--- MATERIAL FOR THIS EXERCISE ---

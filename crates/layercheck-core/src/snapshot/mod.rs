//! Per-layer snapshots of a drawing version.
//!
//! A snapshot reduces a parsed document to the metrics the comparison engine
//! works on: entity count, polygon area, centroid, bounds and the layer's
//! display properties. Snapshots are plain values; storing them is the
//! caller's concern (see [`crate::store`]).

pub mod digest;
pub mod extract;
pub mod geometry;
pub mod model;

pub use digest::compute_snapshot_digest;
pub use extract::extract;
pub use geometry::Bounds;
pub use model::{CategoryTier, LayerCategory, LayerSnapshot};
//! In-memory event capture for logging assertions in tests

use std::collections::HashMap;
use std::sync::{Arc, Mutex, OnceLock};
use tracing::field::{Field, Visit};
use tracing::{Level, Subscriber};
use tracing_subscriber::layer::{Context, SubscriberExt};
use tracing_subscriber::registry::LookupSpan;
use tracing_subscriber::util::SubscriberInitExt;
use tracing_subscriber::Layer;

use crate::schema::{FIELD_COMPONENT, FIELD_EVENT, FIELD_OP};

/// One recorded tracing event
#[derive(Clone, Debug)]
pub struct CapturedEvent {
    pub level: Level,
    pub component: Option<String>,
    pub op: Option<String>,
    pub event: Option<String>,
    pub fields: HashMap<String, String>,
}

impl CapturedEvent {
    /// Field value by name
    pub fn field(&self, name: &str) -> Option<&str> {
        self.fields.get(name).map(String::as_str)
    }
}

#[derive(Default)]
struct FieldVisitor {
    fields: HashMap<String, String>,
}

impl FieldVisitor {
    fn put(&mut self, field: &Field, value: String) {
        self.fields.insert(field.name().to_string(), value);
    }
}

impl Visit for FieldVisitor {
    fn record_debug(&mut self, field: &Field, value: &dyn std::fmt::Debug) {
        self.put(field, format!("{:?}", value));
    }

    fn record_str(&mut self, field: &Field, value: &str) {
        self.put(field, value.to_string());
    }

    fn record_i64(&mut self, field: &Field, value: i64) {
        self.put(field, value.to_string());
    }

    fn record_u64(&mut self, field: &Field, value: u64) {
        self.put(field, value.to_string());
    }

    fn record_f64(&mut self, field: &Field, value: f64) {
        self.put(field, value.to_string());
    }

    fn record_bool(&mut self, field: &Field, value: bool) {
        self.put(field, value.to_string());
    }
}

/// Layer that appends every event to a shared buffer
pub struct TestCaptureLayer {
    events: Arc<Mutex<Vec<CapturedEvent>>>,
}

impl TestCaptureLayer {
    pub fn new() -> (Self, TestCapture) {
        let events = Arc::new(Mutex::new(Vec::new()));
        (
            Self {
                events: Arc::clone(&events),
            },
            TestCapture { events },
        )
    }
}

impl<S> Layer<S> for TestCaptureLayer
where
    S: Subscriber + for<'a> LookupSpan<'a>,
{
    fn on_event(&self, event: &tracing::Event<'_>, _ctx: Context<'_, S>) {
        let mut visitor = FieldVisitor::default();
        event.record(&mut visitor);

        let captured = CapturedEvent {
            level: *event.metadata().level(),
            component: visitor.fields.get(FIELD_COMPONENT).cloned(),
            op: visitor.fields.get(FIELD_OP).cloned(),
            event: visitor.fields.get(FIELD_EVENT).cloned(),
            fields: visitor.fields,
        };

        if let Ok(mut events) = self.events.lock() {
            events.push(captured);
        }
    }
}

/// Read handle over captured events
#[derive(Clone)]
pub struct TestCapture {
    events: Arc<Mutex<Vec<CapturedEvent>>>,
}

impl TestCapture {
    /// Snapshot of everything captured so far
    pub fn events(&self) -> Vec<CapturedEvent> {
        self.events.lock().map(|e| e.clone()).unwrap_or_default()
    }

    /// Events whose `op` field equals `op`
    pub fn events_for_op(&self, op: &str) -> Vec<CapturedEvent> {
        self.events()
            .into_iter()
            .filter(|e| e.op.as_deref() == Some(op))
            .collect()
    }

    /// Panics unless an event with this `op` and `event` was captured
    pub fn assert_event_exists(&self, op: &str, event: &str) {
        let events = self.events();
        let found = events
            .iter()
            .any(|e| e.op.as_deref() == Some(op) && e.event.as_deref() == Some(event));
        assert!(
            found,
            "Expected event op={} event={} not found in {} captured events",
            op,
            event,
            events.len()
        );
    }

    pub fn clear(&self) {
        if let Ok(mut events) = self.events.lock() {
            events.clear();
        }
    }

    pub fn count_events<F>(&self, predicate: F) -> usize
    where
        F: Fn(&CapturedEvent) -> bool,
    {
        self.events().iter().filter(|e| predicate(e)).count()
    }
}

static GLOBAL_CAPTURE: OnceLock<TestCapture> = OnceLock::new();

/// Install the capture layer as the global subscriber (once per process)
/// and return a handle to it.
///
/// Tests in the same binary share the buffer, so assertions should filter by
/// `op` rather than count every event.
///
/// ```
/// use layercheck_core::logging_facility::test_capture::init_test_capture;
/// use layercheck_core::log_op_start;
///
/// let capture = init_test_capture();
/// log_op_start!("doc_example_op");
/// capture.assert_event_exists("doc_example_op", "start");
/// ```
pub fn init_test_capture() -> TestCapture {
    GLOBAL_CAPTURE
        .get_or_init(|| {
            let (layer, capture) = TestCaptureLayer::new();
            tracing_subscriber::registry().with(layer).init();
            capture
        })
        .clone()
}
//! Layer validation against a rule set
//!
//! Validation runs in two passes: the sub-occupancy allow-set is derived
//! from the document's base-category layers first, then every layer is
//! matched and checked. Nothing here fails; problems become verdict reasons
//! or document findings.

use std::collections::BTreeSet;

use super::color::resolve;
use super::derive::{derive_occupancy_colors, OccupancyColors};
use super::pattern::{compile, CompiledPattern};
use super::text::check_text;
use super::units::check_units;
use super::verdict::{FixAction, Finding, ValidationReport, ValidationVerdict, VerdictStatus};
use crate::config::ValidationConfig;
use crate::model::{Color, Document, Entity, Layer, LayerRule, RuleEntityType, RuleSet};
use crate::snapshot::geometry::entity_area;
use crate::{log_op_end, log_op_start};

const UNRECOGNIZED_LAYER: &str = "Layer not found in master guidelines";
const OPEN_POLYGON: &str = "Open Polygon detected. Area cannot be calculated.";

/// Validate with the default configuration
pub fn validate(document: &Document, rules: &RuleSet) -> ValidationReport {
    validate_with_config(document, rules, &ValidationConfig::default())
}

pub fn validate_with_config(document: &Document, rules: &RuleSet, config: &ValidationConfig) -> ValidationReport {
    log_op_start!(
        "validate",
        layer_count = document.layers.len(),
        rule_count = rules.len()
    );
    let start = std::time::Instant::now();

    let patterns: Vec<CompiledPattern> = rules.iter().map(|r| compile(&r.name_template)).collect();
    let base = compile(&config.base_category_template);
    let occupancy = derive_occupancy_colors(document, &base);

    let mut report = ValidationReport {
        unit_checks: check_units(&document.units, &config.units),
        ..ValidationReport::default()
    };

    report.findings.extend(rule_set_findings(document, rules, config, &occupancy));

    for (rule, pattern) in rules.iter().zip(&patterns) {
        if !rule.mandatory || document.layers.iter().any(|l| pattern.is_match(&l.name)) {
            continue;
        }
        report.findings.push(Finding::error(format!(
            "Missing Mandatory Layer: {} (Feature: {})",
            rule.name_template,
            rule.feature.as_deref().unwrap_or("Unknown")
        )));
        if let Some(color) = rule.color.fix_color() {
            report.fix_actions.push(FixAction::CreateLayer {
                layer: rule.name_template.clone(),
                color,
            });
        }
    }

    for layer in &document.layers {
        if config.is_ignored(&layer.name) {
            tracing::debug!(layer_name = %layer.name, "ignored layer skipped");
            continue;
        }
        let matched: Vec<usize> = patterns
            .iter()
            .enumerate()
            .filter(|(_, p)| p.is_match(&layer.name))
            .map(|(i, _)| i)
            .collect();

        let Some(&first) = matched.first() else {
            report.layer_verdicts.push(ValidationVerdict {
                layer_name: layer.name.clone(),
                status: VerdictStatus::Warning,
                reasons: vec![UNRECOGNIZED_LAYER.to_string()],
                matched_rule: None,
                measured_area: None,
                text_values: Vec::new(),
            });
            continue;
        };

        let entities: Vec<&Entity> = document.entities_on(&layer.name).collect();
        let rule = &rules.rules()[first];
        let mut outcome = check_layer(layer, rule, &entities, &occupancy, config.max_reasons_per_check);

        if matched.len() > 1 {
            let templates: Vec<&str> = matched
                .iter()
                .map(|&i| rules.rules()[i].name_template.as_str())
                .collect();
            outcome.verdict.reasons.push(format!(
                "Layer matches {} rule templates ({}); applied first: {}",
                matched.len(),
                templates.join(", "),
                rule.name_template
            ));
            if outcome.verdict.status == VerdictStatus::Valid {
                outcome.verdict.status = VerdictStatus::Warning;
            }
        }

        if let Some(action) = outcome.fix {
            report.fix_actions.push(action);
        }
        report.layer_verdicts.push(outcome.verdict);
    }

    report.occupancy_colors = occupancy;

    let invalid_count = report
        .layer_verdicts
        .iter()
        .filter(|v| v.status == VerdictStatus::Invalid)
        .count();
    log_op_end!(
        "validate",
        duration_ms = start.elapsed().as_millis() as u64,
        invalid_count = invalid_count,
        finding_count = report.findings.len()
    );
    report
}

/// Document warnings about the rule set itself
fn rule_set_findings(
    document: &Document,
    rules: &RuleSet,
    config: &ValidationConfig,
    occupancy: &OccupancyColors,
) -> Vec<Finding> {
    let mut findings = Vec::new();

    for template in rules.duplicate_templates() {
        findings.push(Finding::warning(format!(
            "Rule template {} appears more than once; the first occurrence is applied",
            template
        )));
    }

    if rules.has_derived_color_rules() {
        let base = &config.base_category_template;
        if !rules.has_template(base) {
            findings.push(Finding::warning(format!(
                "Rule set uses sub-occupancy colors but has no rule for base template {}",
                base
            )));
        }
        if occupancy.is_empty() {
            findings.push(Finding::warning(format!(
                "No {} layers present; sub-occupancy colors cannot be derived",
                base
            )));
        }
    }

    let orphaned: BTreeSet<&str> = document
        .entities
        .iter()
        .map(|e| e.layer.as_str())
        .filter(|name| document.layer(name).is_none())
        .collect();
    for name in orphaned {
        findings.push(Finding::warning(format!(
            "Entities reference layer '{}' which the document does not define",
            name
        )));
    }

    findings
}

struct LayerOutcome {
    verdict: ValidationVerdict,
    fix: Option<FixAction>,
}

/// Sorted, deduplicated, capped
fn condense(messages: Vec<String>, cap: usize) -> Vec<String> {
    messages.into_iter().collect::<BTreeSet<_>>().into_iter().take(cap).collect()
}

fn check_layer(
    layer: &Layer,
    rule: &LayerRule,
    entities: &[&Entity],
    occupancy: &OccupancyColors,
    cap: usize,
) -> LayerOutcome {
    let mut reasons = Vec::new();
    let mut failed = false;
    let mut fix = None;

    // Color
    let entity_colors: Vec<Color> = entities.iter().map(|e| e.color).collect();
    let color = resolve(&rule.color, &layer.color, &entity_colors, occupancy);
    if !color.valid {
        failed = true;
        fix = rule.color.fix_color().map(|fix_color| FixAction::FixColor {
            layer: layer.name.clone(),
            color: fix_color,
        });
    }
    if let Some(reason) = color.reason {
        reasons.push(reason);
    }

    // Entity type
    if let Some(entity_type) = rule.entity_type {
        let type_errors: Vec<String> = entities
            .iter()
            .filter(|e| !entity_type.allows(e.kind))
            .map(|e| {
                format!(
                    "Invalid Entity: Found '{}' on layer requiring '{}'",
                    e.kind,
                    entity_type.as_str()
                )
            })
            .collect();
        if !type_errors.is_empty() {
            failed = true;
            reasons.extend(condense(type_errors, cap));
        }
    }

    // Geometry
    let mut closed_area = 0.0;
    if rule.geometry.is_some_and(|g| g.must_be_closed) {
        let polygonal = entities.iter().filter(|e| e.kind.is_polyline() || e.kind.is_region());
        let mut open = false;
        for entity in polygonal {
            if entity.is_closed_shape() {
                closed_area += entity_area(entity).unwrap_or(0.0);
            } else {
                open = true;
            }
        }
        if open {
            failed = true;
            reasons.push(OPEN_POLYGON.to_string());
        }
    }

    // Text
    let mut text_values = Vec::new();
    if rule.entity_type == Some(RuleEntityType::Text) {
        let texts: Vec<&str> = entities
            .iter()
            .filter(|e| e.kind.is_text())
            .map(|e| e.text.as_deref().unwrap_or(""))
            .collect();

        if let Some(format) = rule.text.and_then(|t| t.format) {
            let text_errors: Vec<String> = texts
                .iter()
                .filter_map(|t| {
                    check_text(format, t)
                        .err()
                        .map(|hint| format!("Invalid Text: '{}' ({})", t, hint))
                })
                .collect();
            if !text_errors.is_empty() {
                failed = true;
                reasons.extend(condense(text_errors, cap));
            }
        }

        text_values = texts
            .iter()
            .map(|t| t.to_string())
            .collect::<BTreeSet<_>>()
            .into_iter()
            .collect();
        if rule.text.is_some_and(|t| t.single_value) && text_values.len() > 1 {
            failed = true;
            reasons.push(format!(
                "Multiple values found for Voltage: {}. Expected single unique value.",
                text_values.join(", ")
            ));
        }
    }

    let measured_area = (!failed && rule.entity_type == Some(RuleEntityType::Polygon)).then_some(closed_area);

    LayerOutcome {
        verdict: ValidationVerdict {
            layer_name: layer.name.clone(),
            status: if failed {
                VerdictStatus::Invalid
            } else {
                VerdictStatus::Valid
            },
            reasons,
            matched_rule: Some(rule.name_template.clone()),
            measured_area,
            text_values,
        },
        fix,
    }
}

---

### WHAT TO DO
Copy out every line of the entries where the string "usize" shows up.

### OUTPUT BELOW
    pub fn count_events<F>(&self, predicate: F) -> usize
        let matched: Vec<usize> = patterns
fn condense(messages: Vec<String>, cap: usize) -> Vec<String> {
    cap: usize,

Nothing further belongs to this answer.